Sur la compensation des sommes dues et la demande de remboursement
Compte tenu de l’existence de dettes réciproques entre les parties, il convient d’ordonner la compensation des créances dans les conditions de l’article 1348 du code civil ancien, à charge pour les parties d’opérer les comptes au vu du calcul des intérêts.
Le présent arrêt valant titre exécutoire, il n’y a pas lieu de statuer sur la demande de remboursement de la somme de 20 000' versée par la SASU AECC G. CAULET au titre de l’exécution provisoire, ladite somme devant être prise en compte dans le cadre de l’exécution.
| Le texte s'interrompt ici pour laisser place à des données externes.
//! Connection bootstrap for the in-memory catalog database.
//!
//! # Invariants
//! - Returned connections have `foreign_keys=ON`.
//! - Returned connections have every migration applied.
//! - Nothing is ever written to disk.

use super::migrations::apply_migrations;
use super::DbResult;
use log::{error, info};
use rusqlite::Connection;
use std::time::Instant;

/// Opens a private in-memory database with the catalog schema applied.
///
/// # Side effects
/// - Emits `db_open` logging events with duration and status.
pub fn open_db_in_memory() -> DbResult<Connection> {
    let started_at = Instant::now();
    info!("event=db_open module=db status=start mode=memory");

    let mut conn = match Connection::open_in_memory() {
        Ok(conn) => conn,
        Err(err) => {
            error!(
                "event=db_open module=db status=error mode=memory duration_ms={} error_code=db_open_failed error={}",
                started_at.elapsed().as_millis(),
                err
            );
            return Err(err.into());
        }
    };

    match bootstrap_connection(&mut conn) {
        Ok(()) => {
            info!(
                "event=db_open module=db status=ok mode=memory duration_ms={}",
                started_at.elapsed().as_millis()
            );
            Ok(conn)
        }
        Err(err) => {
            error!(
                "event=db_open module=db status=error mode=memory duration_ms={} error_code=db_bootstrap_failed error={}",
                started_at.elapsed().as_millis(),
                err
            );
            Err(err)
        }
    }
}

/// Enables referential checks and applies pending migrations.
///
/// Exposed so callers holding a raw connection can reuse the same setup.
pub fn bootstrap_connection(conn: &mut Connection) -> DbResult<()> {
    conn.execute_batch("PRAGMA foreign_keys = ON;")?;
    apply_migrations(conn)?;
    Ok(())
}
Sur l’article 700 du code de procédure civile et les dépens
Chaque partie ayant partiellement gagné et succombé en ses demandes, il convient de laisser à chacune la charge de ses propres dépens, le jugement étant confirmé sur ce point.
Pour les mêmes motifs chaque partie sera déboutée de ses demandes formées au titre de l’article 700 du code de procédure civile, le jugement étant confirmé.
Par ces motifs
La Cour statuant publiquement, contradictoirement
Confirme le jugement du Tribunal de Grande Instance d’Aix-en-Provence en date du 3 octobre 2019, en ce qu’il a :
— condamné M. C X à payer à la SASU AECC G. CAULET la somme de 21.986',
— dit que la SASU AECC G. CAULET a commis des manquements à ses obligations professionnelles,
— dit n’y avoir lieu à application de l’article 700 du code de procédure civile ;
— dit que chaque partie conservera la charge de ses propres dépens ;
Statuant à nouveau sur les chefs infirmés,
Dit que la somme de 21.986' portera intérêts au taux légal à compter du 15 mars 2017;
Déboute la SASU AECC G. CAULET du surplus de ses demandes en paiement;
Dit que M. C X a contribué à son préjudice et ordonne le partage de responsabilité dans la proportion 50-50 entre la SASU AECC G. CAULET et M. C X;
Condamne la SASU AECC G. CAULET à payer à M. C X la somme de 32.043' en réparation de son préjudice, cette somme portant intérêts au taux légal à compter du présent arrêt;
Déboute M. C X du surplus de ses demandes;
Ordonne la compensation des créances réciproques des parties dans les conditions de l’article 1348 ancien du code civil, à charge pour les parties d’opérer leurs comptes;
Dit n’y avoir lieu à application de l’article 700 du code de procédure civile en cause d’appel;
Dit que chaque partie conservera la charge de ses propres dépens d’appel.